Some girls are as young as 12.
"A lot of the girls would not be in a very good situation," said Valerie Luevano, executive director. "This is a ray of hope for them."
Casa de Vida, a nonprofit program, gives them a roof over their heads, nutritious meals that support maternal health and access to medical care. For many of the women, it's the first time there's been enough to eat.
"Sometimes there's some hoarding and stockpiling of food," Luevano said. "So we really have to teach them that it's safe to be here. You never have to worry about being hungry."

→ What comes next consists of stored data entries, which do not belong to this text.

use crate::core::config::DatabaseConfig;
use crate::database::error::DbError;
use bb8::{Pool, PooledConnection};
use bb8_postgres::PostgresConnectionManager;
use log::info;
use std::time::Duration;
use tokio_postgres::NoTls;

const CONNECTION_TIMEOUT: Duration = Duration::from_secs(5);

/// 監査ログを保持するPostgreSQLへのコネクションプール。
/// 起動時に1つ作り、監査ストアに渡す。
#[derive(Clone)]
pub struct Database {
    pub pool: Pool<PostgresConnectionManager<NoTls>>,
}

impl Database {
    pub async fn connect(config: &DatabaseConfig) -> Result<Self, DbError> {
        let manager =
            PostgresConnectionManager::new_from_stringlike(config.connection_string(), NoTls)?;
        let pool = Pool::builder()
            .max_size(config.max_connections)
            .connection_timeout(CONNECTION_TIMEOUT)
            .build(manager)
            .await?;

        info!(
            "データベースに接続しました: {}:{}/{}",
            config.host, config.port, config.database
        );
        Ok(Self { pool })
    }

    pub async fn client(
        &self,
    ) -> Result<PooledConnection<'_, PostgresConnectionManager<NoTls>>, DbError> {
        Ok(self.pool.get().await?)
    }
}
use crate::rules::RuleKind;
use crate::storage::models::AuditRecord;
use serde::Serialize;
use std::collections::HashMap;

#[derive(Debug, Clone, PartialEq, Eq, Serialize)]
pub struct RuleOwner {
    pub id: i64,
    pub name: String,
}

#[derive(Debug, Clone, PartialEq, Eq)]
pub struct Ownership {
    pub owner: RuleOwner,
    /// 所有者を決めたレコードのコメント
    pub comment: String,
}

/// 監査履歴から導出した `(種別, 値) -> 作成者` の対応。
///
/// 保存された状態ではなく毎回作り直す派生ビュー。ログが削除されていると
/// 実際のメンバーシップとずれることがある。
#[derive(Debug, Default)]
pub struct OwnershipIndex {
    entries: HashMap<(RuleKind, String), Ownership>,
}

impl OwnershipIndex {
    /// `history` は新しい順であること。キーごとに最初に現れたレコードを採用する。
    pub fn from_history(history: &[AuditRecord]) -> Self {
        let mut entries = HashMap::new();
        for record in history {
            let Some(verb) = record.verb().filter(|verb| verb.is_creating()) else {
                continue;
            };
            let Some(member) = record.rule_member() else {
                continue;
            };
            entries.entry((verb.kind, member)).or_insert_with(|| Ownership {
                owner: RuleOwner {
                    id: record.actor_user_id,
                    name: record.actor_name.clone(),
                },
                comment: record.comment.clone(),
            });
        }
        Self { entries }
    }

    pub fn lookup(&self, kind: RuleKind, member: &str) -> Option<&Ownership> {
        self.entries.get(&(kind, member.to_string()))
    }

    pub fn len(&self) -> usize {
        self.entries.len()
    }
}
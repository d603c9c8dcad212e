use crate::cache::{CacheError, RuleCache};
use async_trait::async_trait;
use std::collections::{BTreeMap, BTreeSet, HashSet};
use tokio::sync::Mutex;

#[derive(Default)]
struct State {
    sets: BTreeMap<String, BTreeSet<String>>,
    published: Vec<(String, String)>,
    failing_keys: HashSet<String>,
    failing_patterns: HashSet<String>,
    fail_publish: bool,
    down: bool,
}

/// テスト用のインメモリキャッシュ。キー単位で障害を注入できる。
#[derive(Default)]
pub struct MemoryCache {
    state: Mutex<State>,
}

fn glob_match(pattern: &str, key: &str) -> bool {
    match pattern.strip_suffix('*') {
        Some(prefix) => key.starts_with(prefix),
        None => pattern == key,
    }
}

impl MemoryCache {
    pub fn new() -> Self {
        Self::default()
    }

    pub async fn fail_key(&self, key: &str) {
        self.state.lock().await.failing_keys.insert(key.to_string());
    }

    pub async fn fail_scan(&self, pattern: &str) {
        self.state.lock().await.failing_patterns.insert(pattern.to_string());
    }

    pub async fn fail_publish(&self) {
        self.state.lock().await.fail_publish = true;
    }

    /// 全操作を接続エラーにする
    pub async fn set_down(&self, down: bool) {
        self.state.lock().await.down = down;
    }

    pub async fn set(&self, key: &str) -> BTreeSet<String> {
        self.state.lock().await.sets.get(key).cloned().unwrap_or_default()
    }

    /// 空でないセットを持つキー
    pub async fn populated_keys(&self) -> Vec<String> {
        let state = self.state.lock().await;
        state
            .sets
            .iter()
            .filter(|(_, members)| !members.is_empty())
            .map(|(key, _)| key.clone())
            .collect()
    }

    pub async fn published(&self) -> Vec<String> {
        let state = self.state.lock().await;
        state.published.iter().map(|(_, msg)| msg.clone()).collect()
    }

    pub async fn published_on(&self, channel: &str) -> Vec<String> {
        let state = self.state.lock().await;
        state
            .published
            .iter()
            .filter(|(ch, _)| ch == channel)
            .map(|(_, msg)| msg.clone())
            .collect()
    }
}

impl State {
    fn check(&self, key: &str) -> Result<(), CacheError> {
        if self.down {
            return Err(CacheError::Connection("connection refused".to_string()));
        }
        if self.failing_keys.contains(key) {
            return Err(CacheError::Command(format!("{} への書き込みに失敗", key)));
        }
        Ok(())
    }
}

#[async_trait]
impl RuleCache for MemoryCache {
    async fn add_member(&self, key: &str, member: &str) -> Result<bool, CacheError> {
        let mut state = self.state.lock().await;
        state.check(key)?;
        Ok(state
            .sets
            .entry(key.to_string())
            .or_default()
            .insert(member.to_string()))
    }

    async fn remove_member(&self, key: &str, member: &str) -> Result<bool, CacheError> {
        let mut state = self.state.lock().await;
        state.check(key)?;
        // 空になってもキーは残す
        Ok(state
            .sets
            .get_mut(key)
            .map(|members| members.remove(member))
            .unwrap_or(false))
    }

    async fn members(&self, key: &str) -> Result<Vec<String>, CacheError> {
        let state = self.state.lock().await;
        state.check(key)?;
        Ok(state
            .sets
            .get(key)
            .map(|members| members.iter().cloned().collect())
            .unwrap_or_default())
    }

    async fn scan_keys(&self, pattern: &str) -> Result<Vec<String>, CacheError> {
        let state = self.state.lock().await;
        if state.down || state.failing_patterns.contains(pattern) {
            return Err(CacheError::Command(format!("SCAN {} に失敗", pattern)));
        }
        Ok(state
            .sets
            .keys()
            .filter(|key| glob_match(pattern, key))
            .cloned()
            .collect())
    }

    async fn publish(&self, channel: &str, message: &str) -> Result<(), CacheError> {
        let mut state = self.state.lock().await;
        if state.down || state.fail_publish {
            return Err(CacheError::Connection("publish failed".to_string()));
        }
        state.published.push((channel.to_string(), message.to_string()));
        Ok(())
    }
}
//! Index file maintenance per collection.

use crate::dir::{is_indexable_field_name, CollectionDir};
use crate::error::{CoreError, CoreResult};
use crate::index::field::FieldIndex;
use crate::types::{is_metadata_field, DocumentId, FIELD_ID};
use shelfdb_codec::{Document, Value};
use shelfdb_storage::{FileBackend, StorageBackend};
use std::fs;
use tracing::debug;

/// Loads, updates, and persists a collection's field index files.
#[derive(Debug)]
pub struct IndexManager {
    dir: CollectionDir,
}

impl IndexManager {
    /// Creates a manager over a collection directory.
    #[must_use]
    pub fn new(dir: CollectionDir) -> Self {
        Self { dir }
    }

    /// Refreshes the index of every indexable field of a document.
    ///
    /// Metadata fields and fields whose names can't form a file name are
    /// skipped. The document must carry an id. Index writes go through a
    /// temp file and rename so a crash never leaves a half-written index.
    pub fn update_indexes(&self, doc: &Document) -> CoreResult<()> {
        let Some(id) = doc.field(FIELD_ID).as_str() else {
            return Err(CoreError::corrupt_record("indexed document has no id"));
        };
        let id = DocumentId::new(id);

        for (name, value) in doc.iter() {
            if is_metadata_field(name) || !is_indexable_field_name(name) {
                debug!(field = name, "skipping unindexable field");
                continue;
            }

            let mut index = self.load(name)?.unwrap_or_default();
            index.insert(value.clone(), id.clone());
            self.persist(name, &index)?;
        }
        Ok(())
    }

    /// Loads one field's index, or `None` if no index file exists.
    pub fn load(&self, field: &str) -> CoreResult<Option<FieldIndex>> {
        let path = self.dir.index_path(field);
        if !path.exists() {
            return Ok(None);
        }
        let data = FileBackend::open(&path)?.read_all()?;
        Ok(Some(FieldIndex::decode(&data)?))
    }

    /// Returns the document ids recorded for a field value.
    ///
    /// An absent index reads as empty; entries may be stale relative to the
    /// segments.
    pub fn lookup(&self, field: &str, value: &Value) -> CoreResult<Vec<DocumentId>> {
        Ok(self
            .load(field)?
            .map(|index| index.get(value).to_vec())
            .unwrap_or_default())
    }

    /// Deletes every index file of the collection.
    pub fn clear(&self) -> CoreResult<usize> {
        let files = self.dir.list_index_files()?;
        let count = files.len();
        for path in files {
            self.dir.remove_file(&path)?;
        }
        Ok(count)
    }

    fn persist(&self, field: &str, index: &FieldIndex) -> CoreResult<()> {
        let path = self.dir.index_path(field);
        let tmp = path.with_extension("btree.tmp");

        let mut backend = FileBackend::create(&tmp)?;
        backend.append(&index.encode()?)?;
        backend.sync()?;
        drop(backend);

        fs::rename(&tmp, &path)?;
        self.dir.sync_directory()
    }
}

Casa de Vida was founded in 1982 by three Catholic women: Pat Glenn, Terry Ricciardi and Sister Peter Damian. The women were answering phones at a crisis pregnancy hotline and realized the community lacked a residential resource for the women they were counseling.
The program, which is privately funded through grants and donations, has the capacity to house six women. Some women stay after the babies' births in order to get on their feet. A social worker provides case management services to the clients, as well as any other pregnant or parenting women in the community. The women receive individual and group counseling by a behavioral health care professional, and classes on parenting, budgeting and child development.
"When girls come in, we make sure they are physically prepared to care for their babies," Luevano said.